> [HOW TO COMPLETE THIS TASK]
Every line holding the string "PostgresPokemonRepo" is to be copied from the entries below.

··· EXCERPTED DATA

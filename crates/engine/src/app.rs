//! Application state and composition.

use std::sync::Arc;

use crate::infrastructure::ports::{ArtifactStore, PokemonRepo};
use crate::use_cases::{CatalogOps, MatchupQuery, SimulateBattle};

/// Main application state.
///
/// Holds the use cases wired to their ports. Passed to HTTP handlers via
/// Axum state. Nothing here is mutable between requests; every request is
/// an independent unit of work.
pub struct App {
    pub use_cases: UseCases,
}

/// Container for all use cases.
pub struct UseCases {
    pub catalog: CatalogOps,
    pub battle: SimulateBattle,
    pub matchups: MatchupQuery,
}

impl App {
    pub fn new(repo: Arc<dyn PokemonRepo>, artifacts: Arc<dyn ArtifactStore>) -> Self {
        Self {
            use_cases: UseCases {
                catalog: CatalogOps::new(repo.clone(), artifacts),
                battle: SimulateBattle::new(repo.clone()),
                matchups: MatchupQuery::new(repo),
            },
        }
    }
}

······
··· EXCERPTED DATA

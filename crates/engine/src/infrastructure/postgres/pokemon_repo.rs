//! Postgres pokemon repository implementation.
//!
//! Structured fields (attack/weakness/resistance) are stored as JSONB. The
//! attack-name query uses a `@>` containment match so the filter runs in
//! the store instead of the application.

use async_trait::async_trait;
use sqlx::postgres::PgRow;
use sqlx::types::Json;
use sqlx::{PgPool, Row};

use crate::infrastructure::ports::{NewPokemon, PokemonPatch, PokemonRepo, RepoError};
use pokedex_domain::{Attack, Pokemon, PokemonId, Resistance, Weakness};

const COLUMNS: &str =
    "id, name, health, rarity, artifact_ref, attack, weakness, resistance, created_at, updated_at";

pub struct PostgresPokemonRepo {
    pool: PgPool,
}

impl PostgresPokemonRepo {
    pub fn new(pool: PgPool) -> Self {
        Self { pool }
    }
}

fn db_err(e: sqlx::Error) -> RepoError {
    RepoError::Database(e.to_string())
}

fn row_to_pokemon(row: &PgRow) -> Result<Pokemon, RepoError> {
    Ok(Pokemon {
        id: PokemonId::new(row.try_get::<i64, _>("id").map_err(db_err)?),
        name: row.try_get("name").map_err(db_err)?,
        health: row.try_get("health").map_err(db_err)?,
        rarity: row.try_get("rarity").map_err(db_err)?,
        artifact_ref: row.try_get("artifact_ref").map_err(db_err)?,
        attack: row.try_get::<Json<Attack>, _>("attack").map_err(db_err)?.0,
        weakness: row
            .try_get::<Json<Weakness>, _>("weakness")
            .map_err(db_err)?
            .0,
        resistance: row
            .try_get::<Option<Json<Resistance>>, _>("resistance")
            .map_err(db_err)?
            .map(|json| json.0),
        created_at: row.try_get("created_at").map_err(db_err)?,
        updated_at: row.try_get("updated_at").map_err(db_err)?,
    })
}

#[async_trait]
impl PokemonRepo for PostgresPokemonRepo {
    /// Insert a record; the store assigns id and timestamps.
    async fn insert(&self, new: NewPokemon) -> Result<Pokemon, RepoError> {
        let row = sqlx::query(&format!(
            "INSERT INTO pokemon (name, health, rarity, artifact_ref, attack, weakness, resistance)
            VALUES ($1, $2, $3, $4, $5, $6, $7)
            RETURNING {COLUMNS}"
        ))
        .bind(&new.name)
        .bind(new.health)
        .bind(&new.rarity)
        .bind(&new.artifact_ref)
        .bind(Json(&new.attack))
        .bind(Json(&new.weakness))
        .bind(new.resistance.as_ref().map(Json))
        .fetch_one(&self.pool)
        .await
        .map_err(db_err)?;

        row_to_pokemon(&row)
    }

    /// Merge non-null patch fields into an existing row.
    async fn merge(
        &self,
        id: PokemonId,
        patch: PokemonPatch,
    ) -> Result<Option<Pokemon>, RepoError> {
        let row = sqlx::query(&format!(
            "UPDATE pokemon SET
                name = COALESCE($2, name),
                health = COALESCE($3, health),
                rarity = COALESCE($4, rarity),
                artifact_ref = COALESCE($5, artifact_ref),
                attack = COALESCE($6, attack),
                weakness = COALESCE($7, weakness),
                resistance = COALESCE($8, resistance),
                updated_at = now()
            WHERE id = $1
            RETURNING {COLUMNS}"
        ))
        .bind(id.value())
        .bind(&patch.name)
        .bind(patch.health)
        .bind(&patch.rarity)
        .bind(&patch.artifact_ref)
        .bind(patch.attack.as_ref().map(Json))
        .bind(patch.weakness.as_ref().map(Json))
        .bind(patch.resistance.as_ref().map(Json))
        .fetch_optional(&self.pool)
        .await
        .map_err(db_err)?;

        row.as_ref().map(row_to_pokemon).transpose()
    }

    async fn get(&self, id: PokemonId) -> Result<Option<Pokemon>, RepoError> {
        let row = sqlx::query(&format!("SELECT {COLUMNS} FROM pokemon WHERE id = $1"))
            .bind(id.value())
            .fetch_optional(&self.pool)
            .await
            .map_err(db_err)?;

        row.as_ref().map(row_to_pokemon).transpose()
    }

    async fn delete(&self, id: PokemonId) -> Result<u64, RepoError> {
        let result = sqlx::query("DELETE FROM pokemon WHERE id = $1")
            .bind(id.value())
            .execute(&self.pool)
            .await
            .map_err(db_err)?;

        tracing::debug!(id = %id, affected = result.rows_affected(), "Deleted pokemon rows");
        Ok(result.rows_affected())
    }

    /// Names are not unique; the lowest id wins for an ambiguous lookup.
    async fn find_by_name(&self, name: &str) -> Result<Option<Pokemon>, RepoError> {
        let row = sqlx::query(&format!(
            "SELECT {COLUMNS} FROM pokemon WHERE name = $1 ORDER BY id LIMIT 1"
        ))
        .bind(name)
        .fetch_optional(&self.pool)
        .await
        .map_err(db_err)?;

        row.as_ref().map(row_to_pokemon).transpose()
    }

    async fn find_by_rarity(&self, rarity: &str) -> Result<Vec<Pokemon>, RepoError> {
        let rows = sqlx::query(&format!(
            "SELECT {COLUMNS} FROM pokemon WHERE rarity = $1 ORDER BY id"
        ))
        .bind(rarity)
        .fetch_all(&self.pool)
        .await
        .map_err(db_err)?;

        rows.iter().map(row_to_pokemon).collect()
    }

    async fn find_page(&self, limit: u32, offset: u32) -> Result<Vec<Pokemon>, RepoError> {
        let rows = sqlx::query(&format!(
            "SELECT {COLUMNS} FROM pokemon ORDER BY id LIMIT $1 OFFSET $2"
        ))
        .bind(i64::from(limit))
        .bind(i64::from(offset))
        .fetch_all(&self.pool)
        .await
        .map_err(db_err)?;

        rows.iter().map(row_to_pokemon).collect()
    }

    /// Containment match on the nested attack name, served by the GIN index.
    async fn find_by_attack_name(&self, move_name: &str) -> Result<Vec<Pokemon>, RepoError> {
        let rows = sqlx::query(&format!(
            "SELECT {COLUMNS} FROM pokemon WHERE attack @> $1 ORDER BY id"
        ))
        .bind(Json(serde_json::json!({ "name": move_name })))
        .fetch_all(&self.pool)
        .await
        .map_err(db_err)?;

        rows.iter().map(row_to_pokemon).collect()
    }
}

······
··· EXCERPTED DATA

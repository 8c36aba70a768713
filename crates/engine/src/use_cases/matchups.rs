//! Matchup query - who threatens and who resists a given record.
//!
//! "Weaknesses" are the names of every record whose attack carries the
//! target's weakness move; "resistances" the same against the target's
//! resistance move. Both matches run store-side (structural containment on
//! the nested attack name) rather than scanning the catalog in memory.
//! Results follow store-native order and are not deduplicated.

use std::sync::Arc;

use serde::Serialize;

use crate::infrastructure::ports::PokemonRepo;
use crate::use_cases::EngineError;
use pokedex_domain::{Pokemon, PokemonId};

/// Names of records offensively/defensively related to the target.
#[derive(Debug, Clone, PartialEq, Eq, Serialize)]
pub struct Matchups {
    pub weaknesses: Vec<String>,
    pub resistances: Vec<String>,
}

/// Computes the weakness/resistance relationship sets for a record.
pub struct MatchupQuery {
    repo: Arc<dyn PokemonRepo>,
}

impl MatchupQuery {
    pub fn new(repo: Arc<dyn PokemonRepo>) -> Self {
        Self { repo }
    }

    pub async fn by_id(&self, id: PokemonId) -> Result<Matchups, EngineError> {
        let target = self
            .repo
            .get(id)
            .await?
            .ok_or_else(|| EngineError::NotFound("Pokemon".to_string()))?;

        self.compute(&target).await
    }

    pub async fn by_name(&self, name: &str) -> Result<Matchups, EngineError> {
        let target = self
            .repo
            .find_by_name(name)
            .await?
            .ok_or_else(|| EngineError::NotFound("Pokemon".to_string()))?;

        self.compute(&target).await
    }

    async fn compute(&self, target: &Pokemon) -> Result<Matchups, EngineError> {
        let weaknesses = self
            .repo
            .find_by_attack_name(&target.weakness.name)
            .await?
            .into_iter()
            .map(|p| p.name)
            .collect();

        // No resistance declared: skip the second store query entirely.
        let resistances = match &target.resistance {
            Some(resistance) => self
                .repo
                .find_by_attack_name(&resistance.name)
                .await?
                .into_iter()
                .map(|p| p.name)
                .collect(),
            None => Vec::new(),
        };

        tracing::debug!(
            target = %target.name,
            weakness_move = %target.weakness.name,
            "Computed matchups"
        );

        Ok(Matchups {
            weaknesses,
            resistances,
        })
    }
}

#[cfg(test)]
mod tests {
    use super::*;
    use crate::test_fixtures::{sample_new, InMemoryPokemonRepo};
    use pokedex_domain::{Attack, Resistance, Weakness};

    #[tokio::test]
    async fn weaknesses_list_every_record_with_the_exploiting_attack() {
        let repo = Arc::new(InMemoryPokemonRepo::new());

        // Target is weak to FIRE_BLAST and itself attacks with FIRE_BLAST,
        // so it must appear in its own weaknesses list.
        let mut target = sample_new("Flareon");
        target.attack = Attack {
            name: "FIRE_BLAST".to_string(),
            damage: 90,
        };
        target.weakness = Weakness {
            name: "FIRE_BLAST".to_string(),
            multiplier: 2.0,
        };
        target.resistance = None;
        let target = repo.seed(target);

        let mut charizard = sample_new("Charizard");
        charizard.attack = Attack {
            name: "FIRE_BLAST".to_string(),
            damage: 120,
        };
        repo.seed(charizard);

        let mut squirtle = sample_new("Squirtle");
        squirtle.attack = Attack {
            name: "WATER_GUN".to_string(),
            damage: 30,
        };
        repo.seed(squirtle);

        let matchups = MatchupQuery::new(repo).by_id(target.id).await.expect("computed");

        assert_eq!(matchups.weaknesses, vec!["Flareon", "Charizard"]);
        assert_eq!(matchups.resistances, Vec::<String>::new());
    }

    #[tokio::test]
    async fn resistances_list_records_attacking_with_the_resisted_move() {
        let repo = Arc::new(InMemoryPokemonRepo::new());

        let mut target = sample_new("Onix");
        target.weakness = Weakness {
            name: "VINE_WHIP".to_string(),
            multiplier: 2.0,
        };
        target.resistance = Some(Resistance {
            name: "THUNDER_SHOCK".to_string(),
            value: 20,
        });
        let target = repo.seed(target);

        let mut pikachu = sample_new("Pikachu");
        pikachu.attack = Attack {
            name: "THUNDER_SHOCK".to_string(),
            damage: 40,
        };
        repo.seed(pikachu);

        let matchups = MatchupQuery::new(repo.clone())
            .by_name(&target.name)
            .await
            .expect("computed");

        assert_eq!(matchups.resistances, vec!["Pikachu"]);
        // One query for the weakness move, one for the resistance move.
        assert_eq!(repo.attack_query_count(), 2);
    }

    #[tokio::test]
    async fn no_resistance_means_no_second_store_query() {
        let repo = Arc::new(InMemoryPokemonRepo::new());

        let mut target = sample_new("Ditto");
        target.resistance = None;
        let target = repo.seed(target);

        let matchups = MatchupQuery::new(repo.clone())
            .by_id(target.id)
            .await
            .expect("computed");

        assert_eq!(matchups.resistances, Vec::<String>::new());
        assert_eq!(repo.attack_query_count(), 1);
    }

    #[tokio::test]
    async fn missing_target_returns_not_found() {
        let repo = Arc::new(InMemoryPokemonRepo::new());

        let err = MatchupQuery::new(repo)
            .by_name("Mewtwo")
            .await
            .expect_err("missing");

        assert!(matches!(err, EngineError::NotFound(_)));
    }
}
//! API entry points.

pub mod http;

······

> [REPLY TO THE TASK]
pub struct PostgresPokemonRepo {
impl PostgresPokemonRepo {
impl PokemonRepo for PostgresPokemonRepo {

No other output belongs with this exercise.